WHAT TO WORK ON
Give back an exact copy of the lines in the records below, from the line that has "mode_extension | Suffix |" through the line that has "pub const SCALED_MARKER: &str", and nothing besides.

STUDY MATERIAL
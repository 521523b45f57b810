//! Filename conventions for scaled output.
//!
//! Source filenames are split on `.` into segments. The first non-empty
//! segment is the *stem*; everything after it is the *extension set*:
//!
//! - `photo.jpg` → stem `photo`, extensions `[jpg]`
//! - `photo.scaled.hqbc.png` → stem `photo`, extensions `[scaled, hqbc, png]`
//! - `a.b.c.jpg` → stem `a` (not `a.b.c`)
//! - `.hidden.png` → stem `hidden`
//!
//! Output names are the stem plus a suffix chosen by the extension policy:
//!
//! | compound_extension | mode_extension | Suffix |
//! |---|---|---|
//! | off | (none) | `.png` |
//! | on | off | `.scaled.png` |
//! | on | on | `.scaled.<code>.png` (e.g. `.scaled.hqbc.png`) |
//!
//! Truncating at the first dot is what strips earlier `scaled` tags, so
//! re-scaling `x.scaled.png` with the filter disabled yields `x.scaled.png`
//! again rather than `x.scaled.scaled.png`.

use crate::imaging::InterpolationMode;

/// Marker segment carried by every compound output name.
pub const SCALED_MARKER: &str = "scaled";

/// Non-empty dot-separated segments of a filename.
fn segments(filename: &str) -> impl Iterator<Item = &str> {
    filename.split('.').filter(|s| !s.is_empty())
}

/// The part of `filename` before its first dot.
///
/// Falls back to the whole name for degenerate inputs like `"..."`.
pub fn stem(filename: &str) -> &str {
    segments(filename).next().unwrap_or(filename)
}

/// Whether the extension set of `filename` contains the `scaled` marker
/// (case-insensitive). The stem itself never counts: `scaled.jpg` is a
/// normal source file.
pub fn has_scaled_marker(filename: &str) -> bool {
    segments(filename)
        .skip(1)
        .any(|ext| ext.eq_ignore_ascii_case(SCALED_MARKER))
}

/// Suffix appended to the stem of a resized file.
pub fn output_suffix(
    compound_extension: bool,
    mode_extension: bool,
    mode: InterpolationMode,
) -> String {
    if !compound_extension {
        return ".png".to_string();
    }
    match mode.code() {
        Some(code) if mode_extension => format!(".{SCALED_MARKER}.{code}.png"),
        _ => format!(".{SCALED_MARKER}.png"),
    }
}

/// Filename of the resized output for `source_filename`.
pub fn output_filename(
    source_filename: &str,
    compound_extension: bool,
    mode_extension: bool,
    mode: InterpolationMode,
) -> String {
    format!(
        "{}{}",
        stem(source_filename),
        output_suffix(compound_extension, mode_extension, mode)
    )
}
...
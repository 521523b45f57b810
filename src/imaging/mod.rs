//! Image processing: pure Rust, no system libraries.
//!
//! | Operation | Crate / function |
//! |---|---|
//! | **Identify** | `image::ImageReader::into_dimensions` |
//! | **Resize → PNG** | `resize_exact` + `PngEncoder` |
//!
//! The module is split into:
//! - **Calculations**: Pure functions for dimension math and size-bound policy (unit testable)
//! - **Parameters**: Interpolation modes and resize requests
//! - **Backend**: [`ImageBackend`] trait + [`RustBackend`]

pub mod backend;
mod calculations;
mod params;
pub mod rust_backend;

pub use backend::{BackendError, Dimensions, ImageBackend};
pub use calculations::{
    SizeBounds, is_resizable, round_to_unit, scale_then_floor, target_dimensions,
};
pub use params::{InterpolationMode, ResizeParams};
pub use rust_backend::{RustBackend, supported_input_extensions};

EXERCISE RESPONSE
//! | compound_extension | mode_extension | Suffix |
//! |---|---|---|
//! | off | (none) | `.png` |
//! | on | off | `.scaled.png` |
//! | on | on | `.scaled.<code>.png` (e.g. `.scaled.hqbc.png`) |
//!
//! Truncating at the first dot is what strips earlier `scaled` tags, so
//! re-scaling `x.scaled.png` with the filter disabled yields `x.scaled.png`
//! again rather than `x.scaled.scaled.png`.

use crate::imaging::InterpolationMode;

/// Marker segment carried by every compound output name.
pub const SCALED_MARKER: &str = "scaled";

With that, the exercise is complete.